▶ _Exercise prompt_
State the count of lines below in which the word "static" appears, and add nothing.

*** Input ***

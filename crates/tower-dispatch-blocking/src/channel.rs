//! The blocking transport capability.

use std::io;
use tower_dispatch_core::{Endpoint, Request, Response};

/// A transport whose calls block the calling thread until a response is
/// available.
///
/// Implementations may poll [`is_cancelled`](crate::is_cancelled) to stop
/// early once the caller has gone away.
pub trait BlockingChannel: Send + Sync + 'static {
    /// Executes `request` against `endpoint`, blocking until it completes.
    fn execute(&self, endpoint: &Endpoint, request: Request) -> io::Result<Response>;
}

impl<F> BlockingChannel for F
where
    F: Fn(&Endpoint, Request) -> io::Result<Response> + Send + Sync + 'static,
{
    fn execute(&self, endpoint: &Endpoint, request: Request) -> io::Result<Response> {
        self(endpoint, request)
    }
}
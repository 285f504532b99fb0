//! Tower layer implementation for queued channels.

use crate::config::QueuedChannelConfig;
use crate::service::QueuedChannel;
use tower_dispatch_core::LimitedChannel;
use tower_layer::Layer;

/// Layer that puts a FIFO queue in front of a [`LimitedChannel`].
#[derive(Clone, Debug)]
pub struct QueuedChannelLayer {
    config: QueuedChannelConfig,
}

impl QueuedChannelLayer {
    /// Creates a new layer with the given configuration.
    pub fn new(config: QueuedChannelConfig) -> Self {
        Self { config }
    }

    /// Creates a new builder for configuring a queued channel layer.
    ///
    /// # Examples
    ///
    /// ```
    /// use tower_dispatch_queue::QueuedChannelLayer;
    ///
    /// let layer = QueuedChannelLayer::builder()
    ///     .name("catalog")
    ///     .max_queue_size(1_000)
    ///     .build();
    /// ```
    pub fn builder() -> crate::QueuedChannelConfigBuilder {
        QueuedChannelConfig::builder()
    }

    /// Returns the configuration applied by this layer.
    pub fn config(&self) -> &QueuedChannelConfig {
        &self.config
    }
}

impl<C: LimitedChannel> Layer<C> for QueuedChannelLayer {
    type Service = QueuedChannel<C>;

    /// # Panics
    ///
    /// Panics if no executor was configured and this is called outside a
    /// Tokio runtime.
    fn layer(&self, delegate: C) -> Self::Service {
        QueuedChannel::with_config(delegate, self.config.clone())
    }
}
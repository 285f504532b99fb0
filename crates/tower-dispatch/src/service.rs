//! Tower integration.

use crate::dispatcher::Dispatcher;
use futures::future::poll_fn;
use std::fmt;
use std::task::{Context, Poll};
use tower_dispatch_core::error::BoxError;
use tower_dispatch_core::{Channel, DispatchError, Endpoint, Request, Response, ResponseFuture};
use tower_service::Service;

/// Uses a Tower [`Service`] as the transport for a node.
///
/// Each request runs on a clone of the service, after waiting for it to
/// become ready. Service errors that are I/O errors count as transport
/// failures for the node's limiter; any other error is passed through as
/// [`DispatchError::Service`].
///
/// # Example
///
/// ```rust
/// use tower_dispatch::{Dispatcher, ServiceChannel};
/// use tower_dispatch_core::{Endpoint, Request, Response};
/// use http::{StatusCode, Uri};
///
/// # async fn example() -> Result<(), Box<dyn std::error::Error>> {
/// let dispatcher = Dispatcher::builder()
///     .channel_name("catalog")
///     .channel_factory(|_uri: &Uri| {
///         ServiceChannel::new(tower::service_fn(|(_endpoint, _request): (Endpoint, Request)| async {
///             Ok::<_, std::io::Error>(Response::new(StatusCode::OK))
///         }))
///     })
///     .nodes(["http://catalog-1:8080"])
///     .build()?;
/// # let _ = dispatcher;
/// # Ok(())
/// # }
/// ```
#[derive(Clone)]
pub struct ServiceChannel<S> {
    service: S,
}

impl<S> ServiceChannel<S> {
    /// Wraps `service`.
    pub fn new(service: S) -> Self {
        Self { service }
    }

    /// Returns the wrapped service.
    pub fn get_ref(&self) -> &S {
        &self.service
    }

    /// Consumes the channel, returning the wrapped service.
    pub fn into_inner(self) -> S {
        self.service
    }
}

impl<S> fmt::Debug for ServiceChannel<S> {
    fn fmt(&self, f: &mut fmt::Formatter<'_>) -> fmt::Result {
        f.debug_struct("ServiceChannel").finish_non_exhaustive()
    }
}

impl<S> Channel for ServiceChannel<S>
where
    S: Service<(Endpoint, Request), Response = Response> + Clone + Send + Sync + 'static,
    S::Error: Into<BoxError>,
    S::Future: Send + 'static,
{
    fn execute(&self, endpoint: Endpoint, request: Request) -> ResponseFuture {
        let mut service = self.service.clone();
        ResponseFuture::new(async move {
            poll_fn(|cx| service.poll_ready(cx))
                .await
                .map_err(DispatchError::service)?;
            service
                .call((endpoint, request))
                .await
                .map_err(DispatchError::service)
        })
    }
}

impl Service<(Endpoint, Request)> for Dispatcher {
    type Response = Response;
    type Error = DispatchError;
    type Future = ResponseFuture;

    fn poll_ready(&mut self, _cx: &mut Context<'_>) -> Poll<Result<(), Self::Error>> {
        // Backpressure is expressed through the queue and 429 responses
        Poll::Ready(Ok(()))
    }

    fn call(&mut self, (endpoint, request): (Endpoint, Request)) -> Self::Future {
        self.execute(endpoint, request)
    }
}
//! Executor abstraction for driving admitted requests.

use futures::future::BoxFuture;

/// Something that can run a detached future to completion.
///
/// Dispatch layers spawn one task per admitted request so that completion
/// bookkeeping (permit release, queue drain) happens whether or not the caller
/// is polling its response future.
///
/// # Example
///
/// ```rust,no_run
/// use tower_dispatch_core::Executor;
/// use tokio::runtime::Handle;
///
/// # async fn example() {
/// // Tokio runtime handles implement Executor
/// let handle = Handle::current();
/// handle.spawn_detached(Box::pin(async {}));
/// # }
/// ```
pub trait Executor: Send + Sync + 'static {
    /// Spawns `future` without waiting for it.
    fn spawn_detached(&self, future: BoxFuture<'static, ()>);
}

impl Executor for tokio::runtime::Handle {
    fn spawn_detached(&self, future: BoxFuture<'static, ()>) {
        drop(tokio::runtime::Handle::spawn(self, future));
    }
}
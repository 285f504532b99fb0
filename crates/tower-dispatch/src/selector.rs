//! Node selection strategies.
//!
//! A selector does not pick a single node. It returns the order in which the
//! router should offer a request to the nodes of the current snapshot; the
//! router walks that order until a node's limiter admits the request.

use http::Uri;
use std::fmt;
use std::sync::atomic::{AtomicUsize, Ordering};
use std::sync::Arc;
use tower_dispatch_core::Endpoint;

/// Trait for implementing custom selection strategies.
///
/// Returned indices refer to `nodes`. Indices out of range are skipped and an
/// empty order refuses the request, which leaves it queued.
///
/// # Examples
///
/// ```rust
/// use tower_dispatch::NodeSelector;
/// use tower_dispatch_core::Endpoint;
/// use http::Uri;
///
/// /// Prefers nodes in the local zone, falling back to the rest.
/// struct LocalFirst;
///
/// impl NodeSelector for LocalFirst {
///     fn candidates(&self, nodes: &[Uri], _endpoint: &Endpoint) -> Vec<usize> {
///         let (mut local, remote): (Vec<usize>, Vec<usize>) = (0..nodes.len())
///             .partition(|&i| nodes[i].host().is_some_and(|h| h.ends_with(".local")));
///         local.extend(remote);
///         local
///     }
/// }
/// ```
pub trait NodeSelector: Send + Sync {
    /// Returns the candidate order for a request to `endpoint`.
    fn candidates(&self, nodes: &[Uri], endpoint: &Endpoint) -> Vec<usize>;
}

// Blanket impl for closures
impl<F> NodeSelector for F
where
    F: Fn(&[Uri], &Endpoint) -> Vec<usize> + Send + Sync,
{
    fn candidates(&self, nodes: &[Uri], endpoint: &Endpoint) -> Vec<usize> {
        self(nodes, endpoint)
    }
}

/// Built-in selection strategies.
#[derive(Clone, Default)]
pub enum SelectionStrategy {
    /// Rotate the starting node on every request, then try the others in order.
    /// Best for: spreading load evenly across equivalent nodes.
    #[default]
    RoundRobin,

    /// Always try nodes in configured order.
    /// Best for: primary/secondary failover.
    FirstAvailable,

    /// Start at a random node, then try the others in order.
    /// Best for: many clients sharing a fleet without synchronised rotation.
    #[cfg(feature = "random")]
    Random,

    /// Use a custom selector implementation.
    Custom(Arc<dyn NodeSelector>),
}

impl SelectionStrategy {
    /// Wraps a custom selector.
    pub fn custom<S>(selector: S) -> Self
    where
        S: NodeSelector + 'static,
    {
        SelectionStrategy::Custom(Arc::new(selector))
    }
}

impl fmt::Debug for SelectionStrategy {
    fn fmt(&self, f: &mut fmt::Formatter<'_>) -> fmt::Result {
        match self {
            SelectionStrategy::RoundRobin => f.write_str("RoundRobin"),
            SelectionStrategy::FirstAvailable => f.write_str("FirstAvailable"),
            #[cfg(feature = "random")]
            SelectionStrategy::Random => f.write_str("Random"),
            SelectionStrategy::Custom(_) => f.write_str("Custom"),
        }
    }
}

/// A strategy together with the state it needs across requests.
pub(crate) struct StrategySelector {
    strategy: SelectionStrategy,
    round_robin_counter: AtomicUsize,
}

impl StrategySelector {
    pub(crate) fn new(strategy: SelectionStrategy) -> Self {
        Self {
            strategy,
            round_robin_counter: AtomicUsize::new(0),
        }
    }

    pub(crate) fn strategy(&self) -> &SelectionStrategy {
        &self.strategy
    }
}

impl NodeSelector for StrategySelector {
    fn candidates(&self, nodes: &[Uri], endpoint: &Endpoint) -> Vec<usize> {
        let len = nodes.len();
        if len == 0 {
            return Vec::new();
        }

        match &self.strategy {
            SelectionStrategy::RoundRobin => {
                let start = self.round_robin_counter.fetch_add(1, Ordering::Relaxed);
                rotated(start % len, len)
            }

            SelectionStrategy::FirstAvailable => (0..len).collect(),

            #[cfg(feature = "random")]
            SelectionStrategy::Random => {
                use rand::Rng;
                let start = rand::rng().random_range(0..len);
                rotated(start, len)
            }

            SelectionStrategy::Custom(selector) => selector.candidates(nodes, endpoint),
        }
    }
}

fn rotated(start: usize, len: usize) -> Vec<usize> {
    (0..len).map(|offset| (start + offset) % len).collect()
}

***

▶ _Response area_
8